Collected data entries:
use std::time::Duration;

use thiserror::Error;

use crate::spatial::chunks::PhaseColor;

/// Errors surfaced by the engine's public API.
#[derive(Debug, Error)]
pub enum EngineError {
    #[error("invalid world dimensions {width}x{height} (each side must be 1..=65535)")]
    InvalidDimensions { width: u32, height: u32 },

    #[error("failed to allocate shared buffer `{buffer}` ({bytes} bytes)")]
    SharedMemoryAlloc { buffer: &'static str, bytes: usize },

    #[error("failed to spawn worker {worker_id}: {source}")]
    WorkerSpawn {
        worker_id: usize,
        #[source]
        source: std::io::Error,
    },

    #[error("worker {worker_id} disconnected")]
    WorkerDisconnected { worker_id: usize },

    #[error("frame {frame} phase {color:?}: {pending} worker(s) silent after {timeout:?}")]
    WorkerStalled {
        frame: u64,
        color: PhaseColor,
        pending: usize,
        timeout: Duration,
    },

    #[error("invalid material bundle: {0}")]
    Bundle(String),

    #[error("invalid configuration: {0}")]
    Config(String),

    #[error(transparent)]
    Snapshot(#[from] SnapshotError),

    #[error(transparent)]
    Json(#[from] serde_json::Error),

    #[error(transparent)]
    Io(#[from] std::io::Error),
}

/// Malformed snapshot data.
#[derive(Debug, Clone, PartialEq, Eq, Error)]
pub enum SnapshotError {
    #[error("snapshot too small ({len} bytes, minimum {min})")]
    TooShort { len: usize, min: usize },

    #[error("expected 'SAND' signature, found {found:?}")]
    BadMagic { found: [u8; 4] },

    #[error("snapshot version {found} is newer than supported version {supported}")]
    UnsupportedVersion { found: u8, supported: u8 },

    #[error("snapshot truncated in {block} block at byte {offset}")]
    Truncated { block: &'static str, offset: usize },
}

= Task to carry out =
The first line of the entries, the line with "usize, min: usize", and every line between them should be retyped exactly, and nothing else.

= Reply to the task =
use std::time::Duration;

use thiserror::Error;

use crate::spatial::chunks::PhaseColor;

/// Errors surfaced by the engine's public API.
#[derive(Debug, Error)]
pub enum EngineError {
    #[error("invalid world dimensions {width}x{height} (each side must be 1..=65535)")]
    InvalidDimensions { width: u32, height: u32 },

    #[error("failed to allocate shared buffer `{buffer}` ({bytes} bytes)")]
    SharedMemoryAlloc { buffer: &'static str, bytes: usize },

    #[error("failed to spawn worker {worker_id}: {source}")]
    WorkerSpawn {
        worker_id: usize,
        #[source]
        source: std::io::Error,
    },

    #[error("worker {worker_id} disconnected")]
    WorkerDisconnected { worker_id: usize },

    #[error("frame {frame} phase {color:?}: {pending} worker(s) silent after {timeout:?}")]
    WorkerStalled {
        frame: u64,
        color: PhaseColor,
        pending: usize,
        timeout: Duration,
    },

    #[error("invalid material bundle: {0}")]
    Bundle(String),

    #[error("invalid configuration: {0}")]
    Config(String),

    #[error(transparent)]
    Snapshot(#[from] SnapshotError),

    #[error(transparent)]
    Json(#[from] serde_json::Error),

    #[error(transparent)]
    Io(#[from] std::io::Error),
}

/// Malformed snapshot data.
#[derive(Debug, Clone, PartialEq, Eq, Error)]
pub enum SnapshotError {
    #[error("snapshot too small ({len} bytes, minimum {min})")]
    TooShort { len: usize, min: usize },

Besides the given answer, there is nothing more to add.